People and Planet: a new report and other stories

Royal Society report (Summary and recommendations) calls for both population stabilisation and big cuts in consumption to avoid "a downward spiral of economic and environmental ills". This is a significant contribution to the discussion of the relationship between population and consumption (which I discussed back here). I haven't had a chance to read the full report yet, but the conclusions seem to be broadly consistent with the points I made: that both population and consumption need to be addressed, but the latter can be addressed faster, further and with fewer ethical conundrums and so ought to be the primary immediate focus.

Guardian: IEA warns of 6ºC rise. It is hard to get a handle on just how catastrophic 6ºC would be. Let's just say that if we get to 6ºC, I don't think we'll be doing cost-benefit analyses anymore. David Roberts reflects on whether 6ºC is alarmist or realistic and points out that science alone can't tell us how bad climate change will be - because the most important unknown is just how we are all going to act and react over the next couple of decades. Those who think that 6ºC by 2100 is entirely unrealistic implicitly assume either (a) massive global co-ordinated action to mitigate through aggressive emissions reductions across the board or (b) global and long term economic collapse arriving sooner rather than later.

Mongabay: Organic agriculture has lower yields than industrial farming, according to a new study in Nature, especially for grains, though that is not the whole story, since there are various downstream costs of industrial agriculture that reduce yields elsewhere (and elsewhen).

ScienceDaily: Plastic in ocean underestimated by at least a factor of 2.5 due to the effects of wind pushing pollution beneath the surface, rendering measurements and calculations based on skimming the surface inaccurate.

SMH: India's border fence. Not with Pakistan or China, but the 4,000 km militarised fence on the border with Bangladesh, in the face of a rising tide of people fleeing, amongst other things, a rising tide. Though speaking of that rising tide...
H/T Donna.

ABC: Australasia at hottest for (at least) 1,000 years (also in the Guardian and the original study is here). This is a significant finding since most temperature reconstructions have focused on the northern hemisphere, where a greater number of proxy records mean more data is available.

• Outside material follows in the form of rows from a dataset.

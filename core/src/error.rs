use std::path::PathBuf;

use deepfreeze_types::{CapabilityError, HostError, RegistryError, UnitId};
use thiserror::Error;

#[derive(Debug, Error)]
pub enum StoreError {
    #[error("failed to read ledger at {}: {source}", path.display())]
    Read {
        path: PathBuf,
        source: std::io::Error,
    },
    #[error("failed to write ledger at {}: {source}", path.display())]
    Write {
        path: PathBuf,
        source: std::io::Error,
    },
    #[error("ledger at {} is corrupt: {source}", path.display())]
    Corrupt {
        path: PathBuf,
        source: serde_json::Error,
    },
    #[error("ledger store unavailable: {0}")]
    Unavailable(String),
}

#[derive(Debug, Error)]
pub enum FreezeError {
    #[error("privileged capability is not held")]
    CapabilityUnavailable,
    #[error(transparent)]
    Store(#[from] StoreError),
    #[error(transparent)]
    Registry(#[from] RegistryError),
}

/// A failing reconciliation cycle. The loop logs it and backs off.
#[derive(Debug, Error)]
pub enum MonitorError {
    #[error("failed to read running processes: {0}")]
    RunningSet(#[source] CapabilityError),
}

/// Why a single launch strategy gave up. Never escapes the resolver.
#[derive(Debug, Error)]
pub enum StrategyError {
    #[error(transparent)]
    Registry(#[from] RegistryError),
    #[error(transparent)]
    Host(#[from] HostError),
    #[error(transparent)]
    Capability(#[from] CapabilityError),
    #[error("every candidate for {unit} was rejected: {last}")]
    Exhausted { unit: UnitId, last: HostError },
}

Science: Some good news from Greenland. A review of ten years of satellite data appears to indicate that we are not on track for the "worst case" (i.e. 2 metre) sea level rise by 2100. Of course, "good" is relative; even a rise of a few feet will lead to massive headaches, but multi-metre rises probably mean infrastructure vulnerabilities worth trillions. Sea level rise is one of the most serious long term effects of climate change, though I suspect that over the next few decades it is not going to dominate in comparison with, for example, concerns over food security.

Grist: What would it look like for media to take climate seriously? A very interesting conversation between two journalists about media coverage of the climate threat.


byron smith said...

The Conversation: More on the organic yields publication from one of the authors, pointing out that nothing is black and white in this discussion.

byron smith said...

Telegraph: Great Pacific Garbage Patch has increased 100-fold since the 1970s.

byron smith said...

RealClimate: A good summary by the authors of the Greenland paper linked in the main post.

byron smith said...

Planet 3.0: Resilience vs yield: a difficult choice and another good example of the kind of knotty problem we'll increasingly face as we travel deeper into the Anthropocene.

byron smith said...

Grist: US organic firms being bought out by big food, who are also then stacking the regulatory agencies to change the definition of organic and so can sell slight modifications of their old products under the premium label. Nice work if you can get it.

byron smith said...

Guardian: This plastic bag conspiracy is a deadly distraction.

"Do I smell an opiate for the oblivious? This rhetoric is rubbish too because, as the environmental catastrophe mounts, we are doing less, not more, to preserve ourselves. The British Social Attitudes Survey, which is as good a measure as any of what we are not thinking about, reports that anxiety about the environment has lessened, even as the threat has grown – 37% think environmental threats are exaggerated, up from 24% in 2000. The proportion that believe fossil fuels contribute to climate change is down from 35% to 20%. I am no statistician but I think this means that ignorance has almost doubled in the last decade. We should be proud."

byron smith said...

A recent highly publicised study generated headlines claiming no health benefits to eating organic. But that is not the full story: what the headlines missed was the study's fine print, its funders and the fact that personal health is only one of the many reasons to prefer organic. The health of farmers, the soil, waterways, local biodiversity and the climate are others.